Once insurgents opened fire and disabled four trucks, the personnel carrier can be seen racing ahead."They left. They, I don't know where they went, they're nowhere to be seen," Wheeler said.
Wheeler says it was 45 minutes before a U.S. military force returned. By then, Wheeler says, he had seen two drivers shot at point-blank range. He identified them as Keven Dagit, of Jefferson, Iowa, and Sascha Greener-Case, of Sierra Vista, Ariz.
While we here at Main and Central have very little sympathy for armed contractors, i.e. mercenaries, who get killed in Iraq and Afghanistan, we do feel a sense of shame and loss when patriotic Americans, desperately in need of work, risk their lives for promised serious money.
A spokesperson for Halliburton declined to discuss the specifics of Wheeler's accusations and tape. The spokesperson says its employees sent to Iraq are fully informed of the risky nature of the assignment.Wheeler was hit by two AK-47 rounds and suffered serious damage to his right arm.
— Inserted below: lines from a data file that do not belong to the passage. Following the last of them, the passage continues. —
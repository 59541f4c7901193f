//! Zero-copy text cursors.
//!
//! [`TextCursor`] is the shared base: a position plus the end of the current logical scope
//! (`next`), which is the end of the line for [`line::LineReader`] and the closing
//! parenthesis of the current node for [`crate::dta::DtaReader`]. Every extraction stays
//! within `[position, next)` and works on bytes directly; strings are only decoded when a
//! caller asks for them.

pub mod line;
pub mod number;

use std::borrow::Cow;

use num::PrimInt;

use crate::error::{ReadError, Result};

const UTF8_BOM: &[u8] = &[0xEF, 0xBB, 0xBF];

/// Whether `byte` counts as whitespace (any control character or space).
#[must_use]
pub const fn is_whitespace(byte: u8) -> bool {
    byte <= b' '
}

/// Decodes bytes as UTF-8, widening each byte to a `char` (Latin-1) when validation fails.
#[must_use]
pub fn decode_text(bytes: &[u8]) -> Cow<'_, str> {
    match std::str::from_utf8(bytes) {
        Ok(text) => Cow::Borrowed(text),
        Err(_) => Cow::Owned(bytes.iter().map(|&byte| char::from(byte)).collect()),
    }
}

/// The shared cursor state of the text readers.
#[derive(Debug, Clone, PartialEq, Eq)]
pub struct TextCursor<'a> {
    data: &'a [u8],
    position: usize,
    next: usize,
}

impl<'a> TextCursor<'a> {
    /// Creates a cursor over `data`, skipping a UTF-8 byte order mark.
    #[must_use]
    pub fn new(data: &'a [u8]) -> Self {
        let position = if data.starts_with(UTF8_BOM) {
            UTF8_BOM.len()
        } else {
            0
        };
        Self {
            data,
            position,
            next: data.len(),
        }
    }

    /// The whole underlying slice.
    #[must_use]
    pub const fn data(&self) -> &'a [u8] {
        self.data
    }

    /// The current byte offset.
    #[must_use]
    pub const fn position(&self) -> usize {
        self.position
    }

    /// Moves to `position`.
    pub const fn set_position(&mut self, position: usize) {
        self.position = position;
    }

    /// The end of the current scope.
    #[must_use]
    pub const fn next(&self) -> usize {
        self.next
    }

    /// Sets the end of the current scope.
    pub const fn set_next(&mut self, next: usize) {
        self.next = next;
    }

    /// The byte under the cursor if it is inside the current scope.
    #[must_use]
    pub fn peek(&self) -> Option<u8> {
        if self.position < self.next {
            self.data.get(self.position).copied()
        } else {
            None
        }
    }

    /// The byte at `position` regardless of scope.
    #[must_use]
    pub fn byte_at(&self, position: usize) -> Option<u8> {
        self.data.get(position).copied()
    }

    /// Whether the cursor reached the end of the current scope.
    #[must_use]
    pub const fn is_end_of_scope(&self) -> bool {
        self.position >= self.next
    }

    /// Whether the cursor reached the end of the whole buffer.
    #[must_use]
    pub const fn is_end_of_data(&self) -> bool {
        self.position >= self.data.len()
    }

    /// Advances by one byte.
    pub const fn advance(&mut self) {
        self.position += 1;
    }

    /// Advances while `predicate` holds, stopping at `limit`.
    pub fn skip_while(&mut self, limit: usize, mut predicate: impl FnMut(u8) -> bool) {
        while self.position < limit {
            match self.data.get(self.position) {
                Some(&byte) if predicate(byte) => self.position += 1,
                _ => break,
            }
        }
    }

    /// Skips whitespace inside the current scope.
    pub fn skip_spaces(&mut self) {
        self.skip_while(self.next, is_whitespace);
    }

    /// The offset of the next unescaped newline at or after `from`, or the buffer length.
    ///
    /// A newline preceded by an odd number of backslashes (before an optional `\r`) is
    /// part of the line.
    #[must_use]
    pub fn find_line_end(&self, from: usize) -> usize {
        let mut search = from;
        while let Some(offset) = self
            .data
            .get(search..)
            .and_then(|rest| rest.iter().position(|&byte| byte == b'\n'))
        {
            let newline = search + offset;
            if !is_escaped(self.data.get(from..newline).unwrap_or_default()) {
                return newline;
            }
            search = newline + 1;
        }
        self.data.len()
    }

    /// The bytes between the cursor and the end of the scope.
    #[must_use]
    pub fn remaining_in_scope(&self) -> &'a [u8] {
        self.data.get(self.position..self.next).unwrap_or_default()
    }

    /// Returns the rest of the scope as a span and moves the cursor to its end.
    ///
    /// Trailing whitespace is trimmed. With `check_quotes`, a wrapping pair of `"` is
    /// removed as well; quotes escaped with a backslash inside the span are kept.
    pub fn extract_text_span(&mut self, check_quotes: bool) -> &'a [u8] {
        let mut span = trim_end(self.remaining_in_scope());
        self.position = self.next.max(self.position);
        if check_quotes
            && span.len() >= 2
            && span.first() == Some(&b'"')
            && span.last() == Some(&b'"')
            && span.get(span.len() - 2) != Some(&b'\\')
        {
            span = span.get(1..span.len() - 1).unwrap_or_default();
        }
        span
    }

    /// Like [`Self::extract_text_span`], decoded as UTF-8 with a Latin-1 fallback.
    pub fn extract_encoded_string(&mut self, check_quotes: bool) -> Cow<'a, str> {
        decode_text(self.extract_text_span(check_quotes))
    }

    /// Reads an integer, saturating on overflow. Returns `None` if no digits follow.
    pub fn try_read_integer<T: PrimInt>(&mut self) -> Option<T> {
        let (value, used) = number::parse_integer::<T>(self.remaining_in_scope())?;
        self.position += used;
        Some(value)
    }

    /// Reads an integer, saturating on overflow.
    ///
    /// # Errors
    ///
    /// Returns [`ReadError::ExpectedValue`] if no digits follow.
    pub fn read_integer<T: PrimInt>(&mut self, expected: &'static str) -> Result<T> {
        self.try_read_integer().ok_or(ReadError::ExpectedValue {
            position: self.position,
            expected,
        })
    }

    /// Reads a decimal number. Returns `None` if no digits follow.
    pub fn try_read_f64(&mut self) -> Option<f64> {
        let (value, used) = number::parse_float(self.remaining_in_scope())?;
        self.position += used;
        Some(value)
    }

    /// Reads a decimal number as `f32`. Returns `None` if no digits follow.
    pub fn try_read_f32(&mut self) -> Option<f32> {
        self.try_read_f64().map(|value| value as f32)
    }
}

/// Trims trailing whitespace.
#[must_use]
pub fn trim_end(mut bytes: &[u8]) -> &[u8] {
    while let [rest @ .., last] = bytes {
        if !is_whitespace(*last) {
            break;
        }
        bytes = rest;
    }
    bytes
}

/// Whether a newline following `line` is escaped.
fn is_escaped(line: &[u8]) -> bool {
    let line = line.strip_suffix(b"\r").unwrap_or(line);
    line.iter().rev().take_while(|&&byte| byte == b'\\').count() % 2 == 1
}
Two months after the ambush, Halliburton notified him he was fired, citing a "work-related" injury.
This is George Bu$h’s 21st century America. Workers inured on the job are kicked to the curb, since there is no further value in exploiting them.
Comments
I saw that video. Going down that narrow road between walls for miles was asking for it with that small an escort. They should have had Cobra flankers and a sizable infantry reaction force, with artillery on call.
Better yet, drive around that ambush trap. 100 miles around wouldn't have been far enough for me, but then I ain't gettin' the big bucks.
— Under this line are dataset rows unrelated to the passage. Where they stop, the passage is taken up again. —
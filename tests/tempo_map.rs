use pretty_assertions::assert_eq;
use tickchart::prelude::*;

fn sync_track() -> SyncTrack {
    let mut sync = SyncTrack::new(480);
    sync.add_tempo(0, 500_000);
    sync.add_tempo(1_000, 333_333);
    sync.add_time_sig(1_920, TimeSig::new(3, 2));
    sync.add_tempo(2_999, 612_245);
    sync.add_anchor(4_800, 6_000_000);
    sync.add_tempo(7_777, 250_000);
    sync.finalize_tempo_map();
    sync
}

#[test]
fn ticks_survive_a_round_trip_through_seconds() {
    let sync = sync_track();
    for tick in (0..12_000).step_by(37) {
        let seconds = sync.convert_to_seconds(tick);
        assert_eq!(sync.convert_to_ticks(seconds), tick, "at {seconds}s");
    }
}

#[test]
fn hinted_conversion_matches_binary_search() {
    let sync = sync_track();
    let mut hint = 0;
    let mut previous = -1.0;
    for tick in (0..12_000).step_by(53) {
        let hinted = sync.convert_to_seconds_from(tick, &mut hint);
        assert!((hinted - sync.convert_to_seconds(tick)).abs() < 1e-12);
        assert!(hinted > previous);
        previous = hinted;
    }
    assert_eq!(hint, sync.tempos().len() - 1);
}

#[test]
fn explicit_anchor_is_kept() {
    let sync = sync_track();
    let anchors: Vec<_> = sync
        .tempos()
        .iter()
        .map(|(&tick, tempo)| (tick, tempo.explicit_anchor))
        .collect();
    assert_eq!(
        anchors,
        vec![
            (0, false),
            (1_000, false),
            (2_999, false),
            (4_800, true),
            (7_777, false),
        ]
    );
    assert!((sync.convert_to_seconds(4_800) - 6.0).abs() < 1e-9);
    // 2977 ticks at 612245 us per quarter after the anchor.
    let expected = 6.0 + 2_977.0 / 480.0 * 0.612_245;
    assert!((sync.convert_to_seconds(7_777) - expected).abs() < 1e-6);
}

#[test]
fn dual_positions_and_beats() {
    let mut sync = sync_track();
    sync.generate_all_beats(3_000);

    let beat = sync.beat(0).unwrap();
    assert_eq!(beat.style, BeatStyle::Measure);
    assert_eq!(beat.position.tick, 0);

    // 4/4 until tick 1920, then 3/4 from there.
    let measures: Vec<_> = sync
        .beats()
        .iter()
        .filter(|(_, style)| **style == BeatStyle::Measure)
        .map(|(&tick, _)| tick)
        .collect();
    assert_eq!(measures, vec![0, 1_920]);
    assert_eq!(sync.beats().last(), Some((&2_880, &BeatStyle::Strong)));

    let position = sync.dual_position(1_000);
    assert!((position.seconds - 1_000.0 / 480.0 * 0.5).abs() < 1e-9);
}

#[test]
fn chart_with_extreme_time_sigs_finalizes() {
    let chart = b"[Song]\n{\n  Resolution = 192\n}\n[SyncTrack]\n{\n  0 = TS 4 28\n  0 = B 120000\n}\n";
    let song = SongChart::from_dotchart(chart, &ParseSettings::default()).unwrap();
    assert_eq!(song.sync.time_sig_at(0), TimeSig::new(4, 6));
    let ticks: Vec<_> = song.sync.beats().keys().copied().collect();
    assert_eq!(ticks, vec![0, 12, 24, 36]);

    let chart = b"[SyncTrack]\n{\n  0 = TS 4000000000\n}\n";
    let song = SongChart::from_dotchart(chart, &ParseSettings::default()).unwrap();
    assert_eq!(song.sync.time_sig_at(0), TimeSig::new(255, 2));
    assert_eq!(song.sync.beats().len(), 255);
}

#[test]
fn midi_with_extreme_time_sig_finalizes() {
    let track = [
        0x00, 0xFF, 0x58, 0x04, 0x04, 0x1E, 0x18, 0x08, //
        0x00, 0xFF, 0x2F, 0x00,
    ];
    let mut data = b"MThd\x00\x00\x00\x06\x00\x01\x00\x01\x01\xE0MTrk".to_vec();
    data.extend_from_slice(&(track.len() as u32).to_be_bytes());
    data.extend_from_slice(&track);

    let song = SongChart::from_midi(&data, &ParseSettings::default()).unwrap();
    let time_sig = song.sync.time_sig_at(0);
    assert_eq!((time_sig.numerator, time_sig.denominator), (4, 6));
    let styles: Vec<_> = song
        .sync
        .beats()
        .iter()
        .map(|(&tick, &style)| (tick, style))
        .collect();
    assert_eq!(
        styles,
        vec![
            (0, BeatStyle::Measure),
            (30, BeatStyle::Weak),
            (60, BeatStyle::Weak),
            (90, BeatStyle::Weak),
        ]
    );
}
It actually brought back some very unhappy memories.
As you say, drive around obvious ambush zones.
I watched that video again and also saw an interview with Mr. Wheeler a few minutes ago. The convoy was on that road due to a 'map error'. I guess Halliburton doesn't vet maps or do a route recon. I say again, no recon. Unthinkable to me, but it was not a military convoy per se, rather a civilian convoy with a military escort with resources on call.
The military gun truck apparently did what it was supposed to do: clear the kill zone, then call for help, then do what it can for the personnel. Mr. Wheeler was rescued as a result of calling for help. The gun truck returned, I think, and laid down suppressing fire which must have helped him as well.
The Corps would have called in some air and levelled the joint.
It's inevitable that civilians are going to get killed since the military has outsourced logistics. Resupply for a paycheck is not going to have the same urgency as resupply from your comrades in arms.
Apparently Halliburton, KBR, whatever, has a pretty cavalier attitude about the whole deal. They get paid no matter what, whether the job gets done or not. Bastards.
That great sucking sound you hear is this administration's callous, incompetent, big business-oriented handling of this whole Iraq clusterfuck. They gotta pay somehow.
i'm even more pissed off than usual.
I saw in the film clip and story those things you brought up. I didn't include everything for several reasons, including the luxury of a readership that in the main actually has some military experience and therefore understands the subtle nuances of inadequate convoy force protection, bad map skillls, poor preparation (not knowing the route well enough to make the right turns,) bad tactical sense, (going back through the gauntlet a second time.) Ask the Air Force how many B-52d they lost in Nam by running the same strike package day after day.
Military drivers would have been armed, and each truck would have had a shotgun rider. Those two or three drivers might not have been killed.
While generalities are ALWAYS suspect, corporations are soulless and have loyalty only to the bottom line, and hence to the managers' next quarterly bonus.